To further investigate the FIREVAT refinement performance, we applied FIREVAT to public calls from 130 TCGA-HNSC (head and neck cancer) VCF files from the NCI GDC data portal [3] (Fig. 3, Additional file 2: Figure S20, Additional file 3: Table S8). We decomposed the mutational spectrums using the 65 COSMIC mutational signatures (version 3). All samples had a cosine similarity score of 0.9 or higher in the decomposition of mutational signatures. However, a substantial fraction of mutations was attributed to sequencing error signatures such as SBS45 (median weight = 28.4%), SBS43 (median weight = 14.9%), and SBS50 (median weight = 14.7%) (Fig. 3a). We refined the raw callsets using FIREVAT. FIREVAT completed the mutation refinement process in approximately 475 min (with 208 central processing units (CPUs), a GA maximum iteration = 100, and a GA population size = 200), filtering out 81.5% of the mutation calls on average (min = 49.3%, max = 98.8%, Additional file 3: Table S8). Overall, the refined callsets led to a substantially higher fraction of biologically relevant mutational signatures. The linear correlation between the amount of lifetime tobacco smoking (in pack-years at the time of diagnosis) and the mutational burden of tobacco smoking-related signatures (SBS4 and SBS29) increased (from 0.094 to 0.230) after the FIREVAT refinement process (Fig. 3b, Additional file 2: Figure S20D). In the case of TCGA-CR-7399, 5084 (88.59%) out of 5739 somatic mutation calls were labeled as artifacts by FIREVAT (Fig. 3c, Fig. 3d, Additional file 4). The C>A peaks that were apparent in the unrefined mutations of this sample exhibited a high weight of SBS45 (60.6%), the spectrum of which is known to be associated with 8-oxoG artifacts [13]. The 8-oxoG contamination was mostly attenuated (from 60.6 to 0.0%; Fig. 3c) after FIREVAT refinement and other biologically relevant mutational signatures reciprocally emerged, for example the tobacco smoking signature SBS4 (from 0.0 to 47.6%) and the APOBEC-mediated signatures SBS2 (from 1.1 to 6.1%) and SBS13 (from 0.0 to 4.6%).

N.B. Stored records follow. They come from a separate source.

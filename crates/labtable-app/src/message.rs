//! Message types for the application (TEA pattern)

use labtable_core::{PushEvent, RowId, SaveStatus, SettingsDocument};

use crate::input_key::InputKey;

/// All possible messages/actions in the application
#[derive(Debug, Clone)]
pub enum Message {
    /// Keyboard event from terminal
    Key(InputKey),

    /// Tick event for periodic updates (flash expiry)
    Tick,

    /// Quit (q, Ctrl+C, signal handler)
    Quit,

    // ─────────────────────────────────────────────────────────
    // Table Operations
    // ─────────────────────────────────────────────────────────
    /// Append an empty row
    AddRow,
    /// Remove the selected row, then save
    RemoveRow,
    /// Swap the selected row with the one above, then save
    MoveUp,
    /// Swap the selected row with the one below, then save
    MoveDown,
    /// Start a run on the selected row, then save
    StartRow { singleshot: bool },
    /// Stop the selected row, then save
    StopRow,
    /// Save the whole table (export)
    SaveNow,

    // ─────────────────────────────────────────────────────────
    // Navigation and Editing
    // ─────────────────────────────────────────────────────────
    CursorUp,
    CursorDown,
    CursorLeft,
    CursorRight,
    CursorHome,
    CursorEnd,
    /// Switch focus between the table and the port panel
    ToggleFocus,
    /// Open the selected cell or port for editing
    BeginEdit,
    EditInput(char),
    EditBackspace,
    CommitEdit,
    CancelEdit,
    DismissAlert,

    // ─────────────────────────────────────────────────────────
    // Log Viewer
    // ─────────────────────────────────────────────────────────
    /// Ask the backend to delete the selected test from the day's log
    DeleteTest,

    // ─────────────────────────────────────────────────────────
    // Settings Store Results
    // ─────────────────────────────────────────────────────────
    SettingsLoaded { document: SettingsDocument },
    SettingsLoadFailed { error: String },
    SaveCompleted { seq: u64, status: SaveStatus },
    SaveFailed { seq: u64, error: String },
    /// Backend acknowledged a log delete
    TestDeleted { rowid: RowId },
    DeleteFailed { rowid: RowId, error: String },

    // ─────────────────────────────────────────────────────────
    // Push Channel
    // ─────────────────────────────────────────────────────────
    Push(PushEvent),
    PushConnected,
    PushReconnecting { attempt: u32, max_attempts: u32 },
    PushReconnected,
    /// The client stopped after exhausting its reconnect attempts
    PushDisconnected,
    PushConnectionFailed { error: String },
}
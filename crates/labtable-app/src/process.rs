//! Message processing through the TEA update loop

use tokio::sync::{mpsc, watch};

use labtable_backend::Backend;

use crate::actions::handle_action;
use crate::handler;
use crate::message::Message;
use crate::state::AppState;

/// Process a message through the TEA update function
///
/// Follow-up messages are processed in the same call; actions are handed to
/// [`handle_action`] as they are produced.
pub fn process_message(
    state: &mut AppState,
    message: Message,
    msg_tx: &mpsc::Sender<Message>,
    backend: &Backend,
    shutdown_rx: &watch::Receiver<bool>,
) {
    let mut msg = Some(message);
    while let Some(m) = msg {
        let result = handler::update(state, m);

        if let Some(action) = result.action {
            handle_action(action, msg_tx.clone(), backend, shutdown_rx.clone());
        }

        // Continue with follow-up message
        msg = result.message;
    }
}

/// Dispatch the startup actions (initial load, push subscription).
pub fn start(
    state: &mut AppState,
    msg_tx: &mpsc::Sender<Message>,
    backend: &Backend,
    shutdown_rx: &watch::Receiver<bool>,
) {
    for action in handler::startup_actions(state) {
        handle_action(action, msg_tx.clone(), backend, shutdown_rx.clone());
    }
}
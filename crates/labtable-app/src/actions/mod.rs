//! Action handlers: UpdateAction dispatch and background task spawning
//!
//! Every action runs as a detached tokio task that reports back to the TEA
//! loop with a [`Message`]. Saves are fire-and-forget: overlapping saves run
//! concurrently and the store keeps whichever completes last.

mod push;

use tokio::sync::{mpsc, watch};
use tracing::{debug, warn};

use labtable_backend::{Backend, TableBackend};

use crate::handler::UpdateAction;
use crate::message::Message;

/// Execute an action by spawning a background task
pub fn handle_action(
    action: UpdateAction,
    msg_tx: mpsc::Sender<Message>,
    backend: &Backend,
    shutdown_rx: watch::Receiver<bool>,
) {
    match action {
        UpdateAction::LoadSettings => {
            let backend = backend.clone();
            tokio::spawn(async move {
                let msg = match backend.load().await {
                    Ok(document) => Message::SettingsLoaded { document },
                    Err(e) => Message::SettingsLoadFailed {
                        error: e.to_string(),
                    },
                };
                let _ = msg_tx.send(msg).await;
            });
        }

        UpdateAction::LoadLog { date } => {
            let backend = backend.clone();
            tokio::spawn(async move {
                let msg = match backend.load_log(date).await {
                    Ok(document) => Message::SettingsLoaded { document },
                    Err(e) => Message::SettingsLoadFailed {
                        error: e.to_string(),
                    },
                };
                let _ = msg_tx.send(msg).await;
            });
        }

        UpdateAction::SaveSettings { seq, document } => {
            let backend = backend.clone();
            tokio::spawn(async move {
                debug!("Save #{}: sending {} rows", seq, document.data.len());
                let msg = match backend.save(&document).await {
                    Ok(status) => Message::SaveCompleted { seq, status },
                    Err(e) => {
                        warn!("Save #{} failed: {}", seq, e);
                        Message::SaveFailed {
                            seq,
                            error: e.to_string(),
                        }
                    }
                };
                let _ = msg_tx.send(msg).await;
            });
        }

        UpdateAction::DeleteTest { date, rowid } => {
            let backend = backend.clone();
            tokio::spawn(async move {
                let msg = match backend.delete_test(date, rowid).await {
                    Ok(()) => Message::TestDeleted { rowid },
                    Err(e) => Message::DeleteFailed {
                        rowid,
                        error: e.to_string(),
                    },
                };
                let _ = msg_tx.send(msg).await;
            });
        }

        UpdateAction::ConnectPush { server } => {
            push::spawn_push_connection(server, msg_tx, shutdown_rx);
        }
    }
}

#[cfg(test)]
mod tests {
    use super::*;
    use labtable_backend::test_utils::MemoryBackend;
    use labtable_core::{LogDate, RowRecord, SettingsDocument};
    use std::time::Duration;

    async fn recv(rx: &mut mpsc::Receiver<Message>) -> Message {
        tokio::time::timeout(Duration::from_secs(2), rx.recv())
            .await
            .unwrap()
            .unwrap()
    }

    #[tokio::test]
    async fn test_load_reports_document() {
        let document = SettingsDocument {
            last_tid: 5,
            ..Default::default()
        };
        let backend = Backend::from(MemoryBackend::with_document(document));
        let (tx, mut rx) = mpsc::channel(4);
        let (_shutdown_tx, shutdown_rx) = watch::channel(false);

        handle_action(UpdateAction::LoadSettings, tx, &backend, shutdown_rx);

        match recv(&mut rx).await {
            Message::SettingsLoaded { document } => assert_eq!(document.last_tid, 5),
            other => panic!("unexpected message: {other:?}"),
        }
    }

    #[tokio::test]
    async fn test_failed_save_reports_error() {
        let memory = MemoryBackend::new();
        memory.set_failing(true);
        let backend = Backend::from(memory);
        let (tx, mut rx) = mpsc::channel(4);
        let (_shutdown_tx, shutdown_rx) = watch::channel(false);

        handle_action(
            UpdateAction::SaveSettings {
                seq: 3,
                document: SettingsDocument::default(),
            },
            tx,
            &backend,
            shutdown_rx,
        );

        assert!(matches!(
            recv(&mut rx).await,
            Message::SaveFailed { seq: 3, .. }
        ));
    }

    #[tokio::test]
    async fn test_delete_reports_acknowledged_rowid() {
        let date = LogDate::parse("10/19/2026").unwrap();
        let log = SettingsDocument {
            data: vec![[("testid", "8")].into_iter().collect::<RowRecord>()],
            ..Default::default()
        };
        let memory = MemoryBackend::new().with_log(date, log);
        let backend = Backend::from(memory.clone());
        let (tx, mut rx) = mpsc::channel(4);
        let (_shutdown_tx, shutdown_rx) = watch::channel(false);

        handle_action(
            UpdateAction::DeleteTest { date, rowid: 8 },
            tx,
            &backend,
            shutdown_rx,
        );

        assert!(matches!(recv(&mut rx).await, Message::TestDeleted { rowid: 8 }));
        assert_eq!(memory.deleted(), vec![(date, 8)]);
        assert!(memory.log(date).unwrap().data.is_empty());
    }
}
//! Centralized theme: color palette and semantic style builders.

pub mod palette;
pub mod styles;
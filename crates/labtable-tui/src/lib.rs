//! labtable-tui - Terminal UI for labtable
//!
//! This crate provides the ratatui-based terminal interface. It drives the
//! TEA loop from labtable-app and adds terminal rendering, event polling, and
//! widget display.

pub mod event;
pub mod layout;
pub mod render;
pub mod runner;
pub mod terminal;
pub mod theme;
pub mod widgets;

#[cfg(test)]
pub mod test_utils;

// Re-export main entry point
pub use runner::run;
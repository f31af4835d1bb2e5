//! Settings store backed by a local JSON file
//!
//! Answers saves with the same `{"status": "success!"}` body the acquisition
//! daemon returns, so the UI cannot tell the two apart.

use std::io::ErrorKind;
use std::path::{Path, PathBuf};

use labtable_core::prelude::*;
use labtable_core::{LogDate, RowId, SaveStatus, SettingsDocument};

use crate::store::TableBackend;

/// Settings store reading and writing one JSON file.
#[derive(Debug, Clone)]
pub struct FileBackend {
    path: PathBuf,
}

impl FileBackend {
    pub fn new(path: impl Into<PathBuf>) -> Self {
        Self { path: path.into() }
    }

    pub fn path(&self) -> &Path {
        &self.path
    }

    fn temp_path(&self) -> PathBuf {
        let mut name = self.path.file_name().unwrap_or_default().to_os_string();
        name.push(".tmp");
        self.path.with_file_name(name)
    }
}

impl TableBackend for FileBackend {
    async fn load(&self) -> Result<SettingsDocument> {
        match tokio::fs::read_to_string(&self.path).await {
            Ok(text) => {
                let document = SettingsDocument::from_json(&text)
                    .with_context(|| format!("Parsing {}", self.path.display()))?;
                debug!(
                    "Loaded {} rows from {}",
                    document.data.len(),
                    self.path.display()
                );
                Ok(document)
            }
            Err(err) if err.kind() == ErrorKind::NotFound => {
                debug!(
                    "No settings file at {}, starting empty",
                    self.path.display()
                );
                Ok(SettingsDocument::default())
            }
            Err(err) => Err(err.into()),
        }
    }

    async fn save(&self, document: &SettingsDocument) -> Result<SaveStatus> {
        if let Some(parent) = self.path.parent().filter(|p| !p.as_os_str().is_empty()) {
            tokio::fs::create_dir_all(parent).await?;
        }

        // Atomic replace
        let temp = self.temp_path();
        tokio::fs::write(&temp, document.to_json_pretty()?).await?;
        tokio::fs::rename(&temp, &self.path).await?;

        debug!(
            "Saved {} rows to {}",
            document.data.len(),
            self.path.display()
        );
        Ok(SaveStatus::success())
    }

    async fn load_log(&self, date: LogDate) -> Result<SettingsDocument> {
        Err(Error::backend(format!(
            "test log for {date} is only available from an HTTP backend"
        )))
    }

    async fn delete_test(&self, date: LogDate, _rowid: RowId) -> Result<()> {
        Err(Error::backend(format!(
            "test log for {date} is only available from an HTTP backend"
        )))
    }

    fn describe(&self) -> String {
        format!("file: {}", self.path.display())
    }
}

#[cfg(test)]
mod tests {
    use super::*;
    use labtable_core::RowRecord;
    use tempfile::tempdir;

    #[tokio::test]
    async fn test_missing_file_loads_empty_document() {
        let dir = tempdir().unwrap();
        let backend = FileBackend::new(dir.path().join("table_state.json"));

        let doc = backend.load().await.unwrap();

        assert_eq!(doc, SettingsDocument::default());
    }

    #[tokio::test]
    async fn test_save_then_load() {
        let dir = tempdir().unwrap();
        let backend = FileBackend::new(dir.path().join("nested").join("table_state.json"));

        let mut doc = SettingsDocument {
            last_tid: 2,
            ..Default::default()
        };
        doc.set_port("scope_port", "COM3");
        doc.data.push(
            [("testid", "2"), ("channel", "A")]
                .into_iter()
                .collect::<RowRecord>(),
        );

        let status = backend.save(&doc).await.unwrap();
        assert_eq!(status.status, "success!");

        let loaded = backend.load().await.unwrap();
        assert_eq!(loaded, doc);
        assert!(!backend.temp_path().exists());
    }

    #[tokio::test]
    async fn test_corrupt_file_is_an_error() {
        let dir = tempdir().unwrap();
        let path = dir.path().join("table_state.json");
        std::fs::write(&path, "{not json").unwrap();

        let err = FileBackend::new(path).load().await.unwrap_err();

        assert!(matches!(err, Error::Json(_)));
    }

    #[tokio::test]
    async fn test_log_viewer_unsupported() {
        let backend = FileBackend::new("table_state.json");
        let date = LogDate::parse("10/19/2026").unwrap();

        assert!(backend.load_log(date).await.is_err());
        assert!(backend.delete_test(date, 1).await.is_err());
    }
}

Of note, this head and neck cancer patient had smoked 135 pack-years at the time of diagnosis.

Fig. 3
figure 3

Marked improvement in mutational signature analysis explicability in the TCGA-HNSC samples using FIREVAT. a, b Each panel is comprised of the following plots from top to bottom: distribution of signature weights for the TCGA-HNSC samples (n = 130), bar plot of the number of mutations in each sample, histogram of cosine similarity scores from signature analysis, and correlation between the sum of tobacco signature weights and the number of pack-years among current smokers. In the two plots of signature weights, the green bars indicate the contribution weights of smoking-related signatures in each sample while the dark red bars represent that of artifactual signatures. a Mutational signature analysis without variant refinement. Of the 130 TCGA-HNSC samples, substantially high levels of artifactual signature weights were identified (median weight sum = 45.3%, min = 3.2%, max = 100%). The Pearson correlation between the sum of tobacco signatures and the number of pack-years was negligent using an unrefined variant list (r = 0.094). In particular, one sample had somatic hypermutations (15.6 mutations/Mb; denoted with an asterisk). b Mutational signature analysis with variant refinement by FIREVAT. Compared to the unrefined callset, the correlation between the sum of tobacco signature weights and the number of pack-years was higher (r = 0.23) and the weights of artifactual signatures were decreased (median weight sum = 0%, min = 0.0%, max = 30.6%). c, d Unveiling biologically relevant mutational signatures by removing mutations of artifactual signatures. c Mutation frequency spectrum of unrefined, refined, and artifactual mutations from the case TCGA-CR-7399 (HNSC) and SBS45 (8-oxoG signature). In the spectrum plot of refined and artifactual mutations, the asterisks represent frequency peaks found in different signatures (green = SBS4, orange = SBS2 and SBS13, red = SBS43, SBS45, SBS49, and SBS53). d Mutational signature weights of unrefined, refined, and artifactual mutations from TCGA-CR-7399. The tobacco smoking and APOBEC-related signatures were identified only from the signature analysis results of FIREVAT-refined mutations

Moreover, we applied the FIREVAT refinement process to mutation calls from 79 TCGA samples with platinum therapy response data: 10 BRCA samples, 10 PAAD samples, and 59 STAD samples (Additional file 2: Figure S21, Additional file 3: Table S9). In one STAD WGS sample (TCGA-FP-8211), the homologous recombination (HR) deficiency signature (SBS3) emerged only in the FIREVAT-refined callset and was masked by an artifact signature (SBS60) in the original unrefined callset (Additional file 2: Figure S22). As previously suggested, the HR-deficiency signature mutational signature is a predictive marker of platinum therapy response [57]. Intriguingly, the patient showed a complete response to platinum therapy (oxaliplatin).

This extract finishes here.